New Delhi, Sept. 3: The Supreme Court-appointed defence lawyers for Ajmal Kasab have declined to accept payment and asked that the money be used to provide legal aid to poor litigants.
Senior counsel Raju Ramachandran had represented Kasab with assistance from lawyer Gaurav Agrawal at the court’s instance.
While confirming Kasab’s death sentence on August 29, the court had directed the Maharashtra government to pay Rs 11 lakh to Ramachandran and Rs 3.5 lakh to Agrawal as token remuneration for their assistance to the court. The payments were to be made within two months.
However, in an application filed today, the two lawyers politely turned down the money without citing reasons. They suggested that the sum be donated to the central or state legal services authority and used to help people who cannot afford to hire lawyers.
Sources said that Ramachandran and Agrawal felt they were serving the institution of justice itself and should not accept fees for carrying out what they saw as their highest professional duty.
Gopal Subramanian, hired by the Maharashtra government to fight the prosecution case against Kasab, too accepted just a token fee of Re 1 from the state. At the court, Subramanian had stressed the importance of assigning lawyers to Kasab in keeping with the Constitution’s ideals.
In its judgment, the top court had lauded both sides for presenting their case with the restraint and solemnity it deserved.
Ramachandran had argued that Kasab’s actions should be seen in isolation as an individual act of terror, unconnected with the actions of the nine other Pakistani gunmen during the November 2008 Mumbai attacks.
Therefore, he argued, Kasab could only be convicted of murder and not of waging war against the Indian state, which was more likely to bring the death penalty. But the court rejected his arguments.
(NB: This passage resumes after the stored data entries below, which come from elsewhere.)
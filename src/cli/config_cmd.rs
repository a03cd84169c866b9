// Copyright 2024-2026 PARK-CORE Contributors
// SPDX-License-Identifier: Apache-2.0

//! Config CLI subcommands: show, defaults, validate.
//!
//! These read configuration directly from environment variables.

use std::path::Path;

use crate::config::{
    self, EffectiveConfig, EnvConfig, LayoutSource, DEFAULT_FLOORS, DEFAULT_LAYOUT,
    DEFAULT_SIM_OPS,
};
use crate::grid::{CellSpec, Grid};

/// Print effective config as key-value pairs to stdout.
pub fn run_show(config: &EnvConfig) {
    print_config(&config.effective_config());
    println!("# layout source: {}", layout_origin(config));
}

/// Print documented default values to stdout.
pub fn run_defaults() {
    println!("PARK_CORE_FLOORS={}", DEFAULT_FLOORS);
    println!("PARK_CORE_LAYOUT={}", DEFAULT_LAYOUT);
    println!("PARK_CORE_LAYOUT_FILE=");
    println!("PARK_CORE_LOG_LEVEL=info");
    println!("PARK_CORE_LOG_FORMAT=pretty");
    println!("PARK_CORE_SIM_WORKERS=0");
    println!("PARK_CORE_SIM_OPS={}", DEFAULT_SIM_OPS);
}

/// Collect warnings about the configuration and the layout file it names.
pub fn validate(config: &EnvConfig, layout_file: Option<&Path>) -> Vec<String> {
    let mut warnings = Vec::new();

    if let Some(path) = layout_file {
        if let Err(e) = config::load_layout_file(path) {
            warnings.push(e.to_string());
        }
    }

    let (rows, columns) = (config.rows(), config.columns());
    if rows == 0 || columns == 0 {
        warnings.push("layout has no cells; no vehicle can park".to_string());
    }
    for r in 0..rows {
        for c in 0..columns {
            match config.layout.cell(r, c) {
                None => warnings.push(format!(
                    "row {} has no cell at column {}; spot is inactive",
                    r, c
                )),
                Some(code) if marked_active_without_class(code) => warnings.push(format!(
                    "cell {}-{} code {:?} is flagged active but has no known class; spot is inactive",
                    r, c, code
                )),
                Some(_) => {}
            }
        }
    }

    if let Err(e) = Grid::new(config.floors, rows, columns, &config.layout) {
        warnings.push(e.to_string());
    }
    warnings
}

fn marked_active_without_class(code: &str) -> bool {
    CellSpec::parse(code).class.is_none() && code.split('-').nth(1) == Some("1")
}

/// Validate configuration. Returns 0 if valid, 1 if any warnings are found.
pub fn run_validate(config: &EnvConfig) -> i32 {
    let layout_file = std::env::var_os("PARK_CORE_LAYOUT_FILE");
    let warnings = validate(config, layout_file.as_deref().map(Path::new));
    for warning in &warnings {
        eprintln!("WARNING: {}", warning);
    }
    if warnings.is_empty() {
        println!("Configuration is valid.");
        0
    } else {
        1
    }
}

fn print_config(cfg: &EffectiveConfig) {
    println!("PARK_CORE_FLOORS={}", cfg.floors);
    println!("PARK_CORE_LAYOUT={}", cfg.layout);
    println!(
        "PARK_CORE_LAYOUT_FILE={}",
        cfg.layout_file.as_ref().map(|p| p.display().to_string()).unwrap_or_default()
    );
    println!("PARK_CORE_LOG_LEVEL={}", cfg.log_level);
    println!("PARK_CORE_LOG_FORMAT={}", cfg.log_format);
    println!("PARK_CORE_SIM_WORKERS={}", cfg.sim_workers);
    println!("PARK_CORE_SIM_OPS={}", cfg.sim_ops);
    println!("# grid: {}x{}x{}", cfg.floors, cfg.rows, cfg.columns);
}

/// Describe where the layout came from.
pub fn layout_origin(config: &EnvConfig) -> String {
    match &config.layout_source {
        LayoutSource::Default => "built-in default".to_string(),
        LayoutSource::Inline => "PARK_CORE_LAYOUT".to_string(),
        LayoutSource::File(path) => path.display().to_string(),
    }
}
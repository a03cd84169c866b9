//! Logging configuration and initialization.
//!
//! Supports JSON and pretty-printed formats, written to stderr or a file.

use std::path::{Path, PathBuf};
use std::str::FromStr;

use thiserror::Error;
use tracing_subscriber::{fmt, layer::SubscriberExt, util::SubscriberInitExt, EnvFilter};

/// Log output format.
#[derive(Debug, Clone, Copy, Default, PartialEq, Eq)]
pub enum LogFormat {
    /// Human-readable output (default for the CLI).
    #[default]
    Pretty,
    /// JSON structured logging, one object per line.
    Json,
}

impl LogFormat {
    pub fn as_str(self) -> &'static str {
        match self {
            Self::Pretty => "pretty",
            Self::Json => "json",
        }
    }
}

impl FromStr for LogFormat {
    type Err = LogError;

    fn from_str(s: &str) -> Result<Self, Self::Err> {
        match s.trim().to_ascii_lowercase().as_str() {
            "pretty" | "text" => Ok(Self::Pretty),
            "json" => Ok(Self::Json),
            other => Err(LogError::UnknownFormat(other.to_string())),
        }
    }
}

/// Logging configuration.
#[derive(Debug, Clone)]
pub struct LogConfig {
    pub format: LogFormat,
    /// Filter directive (e.g. "info", "park_core=debug").
    pub level: String,
    /// Optional file for log output. Logs go to stderr when None.
    pub output_path: Option<PathBuf>,
}

impl Default for LogConfig {
    fn default() -> Self {
        Self {
            format: LogFormat::Pretty,
            level: "info".to_string(),
            output_path: None,
        }
    }
}

#[derive(Debug, Error)]
pub enum LogError {
    #[error("Invalid log filter: {0}")]
    InvalidFilter(String),
    #[error("Unknown log format: {0}")]
    UnknownFormat(String),
    #[error("Failed to open log file: {0}")]
    FileOpen(String),
    #[error("Subscriber already initialized")]
    AlreadyInitialized,
}

/// Install the global tracing subscriber. Call once at startup.
pub fn init_logging(config: &LogConfig) -> Result<(), LogError> {
    let filter = EnvFilter::try_new(&config.level)
        .map_err(|e| LogError::InvalidFilter(e.to_string()))?;

    let installed = match (config.format, &config.output_path) {
        (LogFormat::Json, Some(path)) => {
            let file = open_log_file(path)?;
            tracing_subscriber::registry()
                .with(filter)
                .with(fmt::layer().json().with_writer(std::sync::Mutex::new(file)))
                .try_init()
        }
        (LogFormat::Json, None) => tracing_subscriber::registry()
            .with(filter)
            .with(fmt::layer().json().with_writer(std::io::stderr))
            .try_init(),
        (LogFormat::Pretty, Some(path)) => {
            let file = open_log_file(path)?;
            tracing_subscriber::registry()
                .with(filter)
                .with(
                    fmt::layer()
                        .with_ansi(false)
                        .with_writer(std::sync::Mutex::new(file)),
                )
                .try_init()
        }
        (LogFormat::Pretty, None) => tracing_subscriber::registry()
            .with(filter)
            .with(fmt::layer().with_writer(std::io::stderr))
            .try_init(),
    };
    installed.map_err(|_| LogError::AlreadyInitialized)
}

fn open_log_file(path: &Path) -> Result<std::fs::File, LogError> {
    std::fs::File::create(path).map_err(|e| LogError::FileOpen(e.to_string()))
}

#[cfg(test)]
mod tests {
    use super::*;

    #[test]
    fn test_format_parsing() {
        assert_eq!("json".parse::<LogFormat>().unwrap(), LogFormat::Json);
        assert_eq!(" Pretty ".parse::<LogFormat>().unwrap(), LogFormat::Pretty);
        assert!(matches!(
            "xml".parse::<LogFormat>(),
            Err(LogError::UnknownFormat(_))
        ));
    }

    #[test]
    fn test_invalid_filter_rejected_before_install() {
        let config = LogConfig {
            level: "park_core=notalevel".to_string(),
            ..LogConfig::default()
        };
        assert!(matches!(init_logging(&config), Err(LogError::InvalidFilter(_))));
    }
}
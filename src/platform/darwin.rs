// SPDX-License-Identifier: AGPL-3.0-or-later
// Copyright (c) 2026 nervosys

//! sysctl → [`Cpu`] mapping for macOS.
//!
//! Apple silicon exposes per-cluster ("perflevel") cache and core counts
//! under `hw.perflevel{N}.*`. Level 0 is the performance cluster.

use super::SysctlStore;
use crate::implementer::Implementer;
use crate::report::{Cache, Cpu, Info, ReportBuilder};

/// Most CPU records built from one store. Larger core counts are clamped.
const MAX_CPUS: u32 = 4096;

/// Most perflevels read from one store.
const MAX_PERF_LEVELS: u32 = 8;

/// An Apple silicon `hw.cpufamily` value and its core microarchitectures.
#[derive(Debug, Clone, Copy, PartialEq, Eq)]
pub struct AppleFamily {
    pub code: u32,
    pub performance: &'static str,
    pub efficiency: &'static str,
}

pub const APPLE_FAMILIES: &[AppleFamily] = &[
    // M1
    AppleFamily {
        code: 0x1b58_8bb3,
        performance: "Firestorm",
        efficiency: "Icestorm",
    },
    // M2
    AppleFamily {
        code: 0xda33_d83d,
        performance: "Avalanche",
        efficiency: "Blizzard",
    },
];

/// Build a report from sysctl values.
///
/// Unknown CPU families only produce the kernel and OS version pairs.
pub fn scan_sysctl<S: SysctlStore + ?Sized>(store: &S) -> Info {
    let mut builder = ReportBuilder::new();
    builder.push_pair("Kernel Version", store.string("kern.version"));
    builder.push_pair("OS Version", store.string("kern.osversion"));

    let family = store.u32("hw.cpufamily");
    match APPLE_FAMILIES.iter().find(|f| f.code == family) {
        Some(apple) => scan_apple_silicon(store, apple, &mut builder),
        None => log::debug!("unrecognized hw.cpufamily {:#x}", family),
    }
    builder.finish()
}

fn scan_apple_silicon<S: SysctlStore + ?Sized>(
    store: &S,
    family: &AppleFamily,
    builder: &mut ReportBuilder,
) {
    let mut brand = store.string("machdep.cpu.brand_string");
    let suffix = match store.u32("hw.cpusubfamily") {
        4 => Some(" Pro"),
        5 => Some(" Max"),
        _ => None,
    };
    if let Some(suffix) = suffix {
        if !brand.ends_with(suffix) {
            brand.push_str(suffix);
        }
    }

    let virt = store.u32("machdep.virtual_address_size");
    let alignment = store.u32("hw.cachelinesize");
    let levels = store.u32("hw.nperflevels").min(MAX_PERF_LEVELS);

    let mut proc = 0u32;
    for level in 0..levels {
        let key = |leaf: &str| format!("hw.perflevel{}.{}", level, leaf);
        let cache = Cache {
            inst: store.u64(&key("l1icachesize")),
            l1: store.u64(&key("l1dcachesize")),
            l2: store.u64(&key("l2cachesize")),
            alignment,
            ..Cache::default()
        };
        let micro_arch = if level == 0 {
            family.performance
        } else {
            family.efficiency
        };

        let reported = store.u32(&key("physicalcpu"));
        // proc never exceeds MAX_CPUS, so the subtraction cannot wrap.
        let cores = reported.min(MAX_CPUS - proc);
        if cores < reported {
            log::warn!("perflevel{}: clamping {} cores to {}", level, reported, cores);
        }
        log::debug!("perflevel{}: {} {} cores", level, cores, micro_arch);
        for _ in 0..cores {
            let mut cpu = Cpu {
                proc,
                implementer: Implementer::APPLE,
                arch: 8,
                model: family.code,
                model_name: brand.clone(),
                micro_arch: micro_arch.to_string(),
                cache,
                ..Cpu::default()
            };
            cpu.addr_sizes.virt = virt;
            builder.push_cpu(cpu);
            proc += 1;
        }
    }

    builder.push_pair("Model", store.string("hw.model"));
}
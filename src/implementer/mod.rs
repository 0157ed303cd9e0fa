// SPDX-License-Identifier: AGPL-3.0-or-later
// Copyright (c) 2026 nervosys

//! CPU implementer codes and part-name resolution.
//!
//! ARM cores report the designer of the core as an 8-bit implementer code
//! (an ASCII letter in practice) and the core model as a vendor-scoped part
//! number. [`part_name`] resolves the pair to a model name, falling back to
//! `"generic"` for anything it does not know.

mod parts;

pub use parts::{part_name, Part, GENERIC};

use std::fmt;
use std::str::FromStr;

use serde::de::{self, Visitor};
use serde::{Deserialize, Deserializer, Serialize, Serializer};

use crate::error::SysinfoError;

/// Designer or licensor of a CPU core.
///
/// The set of named codes is closed but any `u8` is a valid implementer;
/// unnamed codes display as `Implementer(N)`.
#[derive(Debug, Clone, Copy, Default, PartialEq, Eq, PartialOrd, Ord, Hash)]
pub struct Implementer(pub u8);

impl Implementer {
    pub const ARM_LTD: Implementer = Implementer(b'A');
    pub const BROADCOM: Implementer = Implementer(b'B');
    pub const CAVIUM: Implementer = Implementer(b'C');
    pub const FUJITSU: Implementer = Implementer(b'F');
    pub const HISILICON: Implementer = Implementer(b'H');
    pub const NVIDIA: Implementer = Implementer(b'N');
    pub const QUALCOMM: Implementer = Implementer(b'Q');
    pub const SAMSUNG: Implementer = Implementer(b'S');
    pub const APPLE: Implementer = Implementer(b'a');
    /// Intel's ARM parts (XScale and friends).
    pub const INTEL: Implementer = Implementer(b'i');

    /// Vendor name for known codes.
    pub fn name(self) -> Option<&'static str> {
        IMPLEMENTER_NAMES
            .iter()
            .find(|(code, _)| *code == self)
            .map(|(_, name)| *name)
    }

    /// Raw implementer code.
    pub fn code(self) -> u8 {
        self.0
    }
}

const IMPLEMENTER_NAMES: &[(Implementer, &str)] = &[
    (Implementer::ARM_LTD, "ARM Ltd"),
    (Implementer::BROADCOM, "Broadcom"),
    (Implementer::CAVIUM, "Cavium"),
    (Implementer::FUJITSU, "Fujitsu Ltd"),
    (Implementer::HISILICON, "HiSilicon Technologies Inc"),
    (Implementer::NVIDIA, "NVIDIA Corporation"),
    (Implementer::QUALCOMM, "Qualcomm Technologies Inc"),
    (Implementer::SAMSUNG, "Samsung Technologies Inc"),
    (Implementer::APPLE, "Apple Inc"),
    (Implementer::INTEL, "Intel ARM parts"),
];

impl fmt::Display for Implementer {
    fn fmt(&self, f: &mut fmt::Formatter<'_>) -> fmt::Result {
        match self.name() {
            Some(name) => f.write_str(name),
            None => write!(f, "Implementer({})", self.0),
        }
    }
}

impl FromStr for Implementer {
    type Err = SysinfoError;

    /// Accepts a vendor name, the `Implementer(N)` fallback form, or a raw
    /// decimal/hex code.
    fn from_str(s: &str) -> Result<Self, Self::Err> {
        if let Some((code, _)) = IMPLEMENTER_NAMES.iter().find(|(_, name)| *name == s) {
            return Ok(*code);
        }
        let raw = s
            .strip_prefix("Implementer(")
            .and_then(|rest| rest.strip_suffix(')'))
            .unwrap_or(s);
        let parsed = match raw.strip_prefix("0x") {
            Some(hex) => u8::from_str_radix(hex, 16),
            None => raw.parse::<u8>(),
        };
        parsed
            .map(Implementer)
            .map_err(|_| SysinfoError::InvalidValue(format!("unknown implementer {:?}", s)))
    }
}

// Serialized as the vendor name so reports stay readable.
impl Serialize for Implementer {
    fn serialize<S: Serializer>(&self, serializer: S) -> Result<S::Ok, S::Error> {
        serializer.collect_str(self)
    }
}

impl<'de> Deserialize<'de> for Implementer {
    fn deserialize<D: Deserializer<'de>>(deserializer: D) -> Result<Self, D::Error> {
        struct ImplementerVisitor;

        impl<'de> Visitor<'de> for ImplementerVisitor {
            type Value = Implementer;

            fn expecting(&self, f: &mut fmt::Formatter<'_>) -> fmt::Result {
                f.write_str("an implementer name or numeric code")
            }

            fn visit_str<E: de::Error>(self, v: &str) -> Result<Implementer, E> {
                v.parse().map_err(E::custom)
            }

            fn visit_u64<E: de::Error>(self, v: u64) -> Result<Implementer, E> {
                u8::try_from(v)
                    .map(Implementer)
                    .map_err(|_| E::custom(format!("implementer code {} out of range", v)))
            }
        }

        deserializer.deserialize_any(ImplementerVisitor)
    }
}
Ramachandran also tried to paint a sympathetic picture of an impoverished youth brainwashed by jihadi propaganda. He spoke movingly of Kasab’s poverty, his fight with his father, his move to a bigger city to improve his lot, his love for Bollywood movies, and the indoctrination he received at a Lashkar-e-Toiba training centre which made him feel important for the first time. But the court rejected all his arguments.
Immediately after the attacks, Kasab had shunned the Indian offer of legal help and written to the Pakistani high commission seeking legal representation. But with no offer of help coming from the Pakistani side, the trial court had assigned him Indian lawyers.
Several of Kasab’s lawyers, however, pulled out midway during the trial — either because of threats or because of court reprimands for delaying the case’s progress.